Regarding clinic flow, volunteers managed queues and guided clients through the clinic, which could be challenging. Clients were often confused, and some were uncooperative. Conflicts over line order occasionally emerged and sometimes required a third party, such as a supervisor, to resolve.

“I called one person and another person started coming up and I waved her back, and then she got very offended… I said, ‘I’m sorry for the confusion, but we’re doing our best.” (V07).

Finally, volunteers also had cleaning duties. Recommendations concerning sanitation and what constitutes a sufficiently disinfected surface evolved; volunteers needed to adapt to changes that were often abrupt and sometimes poorly communicated and differed between clinics, which sometimes negatively impacted their role satisfaction.

“At Clinic A, the person checking them out would just wipe [surfaces] down with a wipe. While at Clinic B, a volunteer would come running in and wipe down the whole surface and then discard the wipe.” (V13).

Despite their generally positive role satisfaction, the participants felt they could have offered more, given their skills and experience.

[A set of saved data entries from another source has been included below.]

use std::time::{Duration, Instant};

use async_trait::async_trait;
use metrics::histogram;
use serde::{Deserialize, Serialize};

use crate::analyze::{parse_analysis, DealAnalysis, DealAnalyzer, DealQuery, SearchLink};
use crate::error::ProviderError;
use crate::ingest::parse_listing_array;
use crate::ingest::types::{FilterCriteria, ListingProvider, RawListing};

const ENDPOINT: &str = "https://generativelanguage.googleapis.com/v1beta/models";
/// Used instead of the configured model when the analysis carries an image.
const IMAGE_MODEL: &str = "gemini-3-pro-image-preview";

/// Search-grounded Gemini provider. Requires an API key (see `[provider]` config).
pub struct GeminiProvider {
    http: reqwest::Client,
    api_key: String,
    model: String,
    base_url: String,
}

impl GeminiProvider {
    pub fn new(api_key: impl Into<String>, model: impl Into<String>) -> Result<Self, ProviderError> {
        let http = reqwest::Client::builder()
            .user_agent("snipe-monitor/0.1")
            .connect_timeout(Duration::from_secs(4))
            .timeout(Duration::from_secs(20))
            .build()?;
        Ok(Self {
            http,
            api_key: api_key.into(),
            model: model.into(),
            base_url: ENDPOINT.to_string(),
        })
    }

    /// Point at a different host (local stub servers).
    pub fn with_base_url(mut self, url: impl Into<String>) -> Self {
        self.base_url = url.into();
        self
    }
}

/// Prompt asking for a strict JSON array of recent listings.
pub fn build_prompt(criteria: &FilterCriteria) -> String {
    let brands = if criteria.brands.is_empty() {
        "popular brands".to_string()
    } else {
        join(&criteria.brands, " OR ")
    };
    let categories = if criteria.categories.is_empty() {
        "clothes".to_string()
    } else {
        join(&criteria.categories, " OR ")
    };
    let sizes = join(&criteria.sizes, " ");

    format!(
        "Find 4 recent Vinted listings (vinted.fr/com).\n\
         Query: \"{brands} {categories} {sizes} under {ceiling} eur\"\n\n\
         Return JSON array:\n\
         [{{\"title\": \"Item Name\", \"price\": 20, \"link\": \"https://vinted...\", \"description\": \"cond...\"}}]\n\n\
         Strict JSON. No markdown.",
        ceiling = criteria.price_ceiling,
    )
}

fn join<'a>(items: impl IntoIterator<Item = &'a String>, sep: &str) -> String {
    items
        .into_iter()
        .map(String::as_str)
        .collect::<Vec<_>>()
        .join(sep)
}

#[derive(Serialize)]
#[serde(untagged)]
enum Part<'a> {
    Text {
        text: &'a str,
    },
    Inline {
        #[serde(rename = "inlineData")]
        inline_data: InlineData<'a>,
    },
}
#[derive(Serialize)]
#[serde(rename_all = "camelCase")]
struct InlineData<'a> {
    mime_type: &'a str,
    data: &'a str,
}
#[derive(Serialize)]
struct Content<'a> {
    role: &'a str,
    parts: Vec<Part<'a>>,
}
#[derive(Serialize)]
struct Tool {
    google_search: serde_json::Value,
}
#[derive(Serialize)]
#[serde(rename_all = "camelCase")]
struct GenerationConfig {
    response_mime_type: &'static str,
}
#[derive(Serialize)]
struct Req<'a> {
    contents: Vec<Content<'a>>,
    tools: Vec<Tool>,
    #[serde(rename = "generationConfig", skip_serializing_if = "Option::is_none")]
    generation_config: Option<GenerationConfig>,
}

#[derive(Deserialize)]
struct Resp {
    #[serde(default)]
    candidates: Vec<Candidate>,
}
#[derive(Deserialize)]
struct Candidate {
    content: Option<CandidateContent>,
    #[serde(default, rename = "groundingMetadata")]
    grounding_metadata: Option<GroundingMetadata>,
}
#[derive(Deserialize)]
struct CandidateContent {
    #[serde(default)]
    parts: Vec<CandidatePart>,
}
#[derive(Deserialize)]
struct CandidatePart {
    text: Option<String>,
}
#[derive(Deserialize)]
struct GroundingMetadata {
    #[serde(default, rename = "groundingChunks")]
    grounding_chunks: Vec<GroundingChunk>,
}
#[derive(Deserialize)]
struct GroundingChunk {
    web: Option<WebChunk>,
}
#[derive(Deserialize)]
struct WebChunk {
    #[serde(default)]
    title: String,
    #[serde(default)]
    uri: String,
}

/// Concatenated text of the first candidate, if any.
fn response_text(resp: &Resp) -> String {
    resp.candidates
        .first()
        .and_then(|c| c.content.as_ref())
        .map(|c| {
            c.parts
                .iter()
                .filter_map(|p| p.text.as_deref())
                .collect::<Vec<_>>()
                .join("")
        })
        .unwrap_or_default()
}

/// Web sources the search tool grounded the first candidate on.
fn search_links(resp: &Resp) -> Vec<SearchLink> {
    resp.candidates
        .first()
        .and_then(|c| c.grounding_metadata.as_ref())
        .map(|g| {
            g.grounding_chunks
                .iter()
                .filter_map(|c| c.web.as_ref())
                .filter(|w| !w.uri.is_empty())
                .map(|w| SearchLink {
                    title: w.title.clone(),
                    url: w.uri.clone(),
                })
                .collect()
        })
        .unwrap_or_default()
}

/// Prompt asking for a resale estimate as a single JSON object.
pub fn build_analysis_prompt(query: &DealQuery) -> String {
    format!(
        "Analyze resale value for: \"{}\" at {} EUR.\n\
         Search current markets.\n\
         Return JSON: {{ \"score\": 0-100, \"estimatedValue\": number, \"reasoning\": \"string\", \"isGoodDeal\": boolean }}",
        query.description, query.price
    )
}

impl GeminiProvider {
    /// One search-grounded `generateContent` call.
    async fn generate(
        &self,
        model: &str,
        parts: Vec<Part<'_>>,
        json_mode: bool,
    ) -> Result<Resp, ProviderError> {
        if self.api_key.is_empty() {
            return Err(ProviderError::MissingApiKey);
        }
        let req = Req {
            contents: vec![Content {
                role: "user",
                parts,
            }],
            tools: vec![Tool {
                google_search: serde_json::json!({}),
            }],
            generation_config: json_mode.then_some(GenerationConfig {
                response_mime_type: "application/json",
            }),
        };

        let url = format!("{}/{}:generateContent", self.base_url, model);
        let resp = self
            .http
            .post(url)
            .query(&[("key", self.api_key.as_str())])
            .json(&req)
            .send()
            .await?;

        let status = resp.status();
        if !status.is_success() {
            return Err(ProviderError::Status(status.as_u16()));
        }

        resp.json()
            .await
            .map_err(|e| ProviderError::Malformed(e.to_string()))
    }
}

#[async_trait]
impl ListingProvider for GeminiProvider {
    async fn query(&self, criteria: &FilterCriteria) -> Result<Vec<RawListing>, ProviderError> {
        let t0 = Instant::now();
        let prompt = build_prompt(criteria);
        let body = self
            .generate(&self.model, vec![Part::Text { text: &prompt }], false)
            .await?;
        let out = parse_listing_array(&response_text(&body))?;

        histogram!("provider_query_ms").record(t0.elapsed().as_secs_f64() * 1_000.0);
        tracing::debug!(target: "poll", provider = "gemini", items = out.len(), "query ok");
        Ok(out)
    }

    fn name(&self) -> &'static str {
        "gemini"
    }
}

#[async_trait]
impl DealAnalyzer for GeminiProvider {
    async fn analyze(&self, query: &DealQuery) -> Result<DealAnalysis, ProviderError> {
        let t0 = Instant::now();
        let prompt = build_analysis_prompt(query);

        let mut parts = Vec::with_capacity(2);
        if let Some(img) = &query.image {
            parts.push(Part::Inline {
                inline_data: InlineData {
                    mime_type: &img.mime_type,
                    data: &img.data_base64,
                },
            });
        }
        parts.push(Part::Text { text: &prompt });
        let model = if query.image.is_some() {
            IMAGE_MODEL
        } else {
            self.model.as_str()
        };

        let body = self.generate(model, parts, true).await?;
        let out = parse_analysis(&response_text(&body), search_links(&body))?;

        histogram!("analysis_query_ms").record(t0.elapsed().as_secs_f64() * 1_000.0);
        Ok(out)
    }

    fn name(&self) -> &'static str {
        "gemini"
    }
}

#[cfg(test)]
mod tests {
    use super::*;

    #[test]
    fn prompt_falls_back_to_generic_terms() {
        let p = build_prompt(&FilterCriteria::new(30.0));
        assert!(p.contains("popular brands clothes"));
        assert!(p.contains("under 30 eur"));
    }

    #[test]
    fn prompt_joins_selected_terms() {
        let c = FilterCriteria::new(45.0)
            .with_brands(["Nike", "Adidas"])
            .with_categories(["Hoodie"])
            .with_sizes(["L", "XL"]);
        let p = build_prompt(&c);
        assert!(p.contains("\"Adidas OR Nike Hoodie L XL under 45 eur\""));
    }

    #[test]
    fn response_text_joins_parts_of_first_candidate() {
        let resp: Resp = serde_json::from_str(
            r#"{"candidates":[{"content":{"parts":[{"text":"[{\"ti"},{"text":"tle\":\"x\"}]"}]}}]}"#,
        )
        .unwrap();
        let text = response_text(&resp);
        let items = parse_listing_array(&text).unwrap();
        assert_eq!(items[0].title.as_deref(), Some("x"));
    }

    #[tokio::test]
    async fn missing_key_is_reported_without_network() {
        let p = GeminiProvider::new("", "m").unwrap();
        let err = p.query(&FilterCriteria::new(10.0)).await.unwrap_err();
        assert!(matches!(err, ProviderError::MissingApiKey));
    }

    #[test]
    fn grounding_chunks_become_search_links() {
        let resp: Resp = serde_json::from_str(
            r#"{"candidates":[{
                "content":{"parts":[{"text":"{\"score\":72,\"estimatedValue\":45,\"reasoning\":\"Sells for 40-50\",\"isGoodDeal\":true}"}]},
                "groundingMetadata":{"groundingChunks":[
                    {"web":{"title":"vinted.fr","uri":"https://www.vinted.fr/items/1"}},
                    {"retrievedContext":{}},
                    {"web":{"title":"ebay","uri":"https://ebay.fr/x"}}
                ]}
            }]}"#,
        )
        .unwrap();
        let a = parse_analysis(&response_text(&resp), search_links(&resp)).unwrap();
        assert_eq!(a.score, 72);
        assert!(a.is_good_deal);
        assert_eq!(a.search_links.len(), 2);
        assert_eq!(a.search_links[0].url, "https://www.vinted.fr/items/1");
    }

    #[test]
    fn analysis_request_puts_image_before_prompt() {
        let req = Req {
            contents: vec![Content {
                role: "user",
                parts: vec![
                    Part::Inline {
                        inline_data: InlineData {
                            mime_type: "image/jpeg",
                            data: "AAAA",
                        },
                    },
                    Part::Text { text: "p" },
                ],
            }],
            tools: vec![],
            generation_config: Some(GenerationConfig {
                response_mime_type: "application/json",
            }),
        };
        let v = serde_json::to_value(&req).unwrap();
        assert_eq!(v["contents"][0]["parts"][0]["inlineData"]["mimeType"], "image/jpeg");
        assert_eq!(v["contents"][0]["parts"][1]["text"], "p");
        assert_eq!(v["generationConfig"]["responseMimeType"], "application/json");
    }

    #[tokio::test]
    async fn analysis_without_key_falls_back() {
        let p = GeminiProvider::new("", "m").unwrap();
        let q = DealQuery::text("Carhartt Double Knee W32", 35.0);
        assert!(matches!(p.analyze(&q).await, Err(ProviderError::MissingApiKey)));
        assert_eq!(
            crate::analyze::analyze_or_fallback(&p, &q).await,
            DealAnalysis::failed()
        );
    }
}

“…a lot of volunteers have a lot of different backgrounds that could maybe help a bit more, and we would be more than willing to do it.” (V06).

Other interviewees mentioned their experience coordinating volunteer programs, working in emergencies, and organizational design. They felt they could have handled more than they were asked to, impacting their engagement and lowering their role satisfaction. Nonetheless, some volunteers found ways to contribute more to their clinics.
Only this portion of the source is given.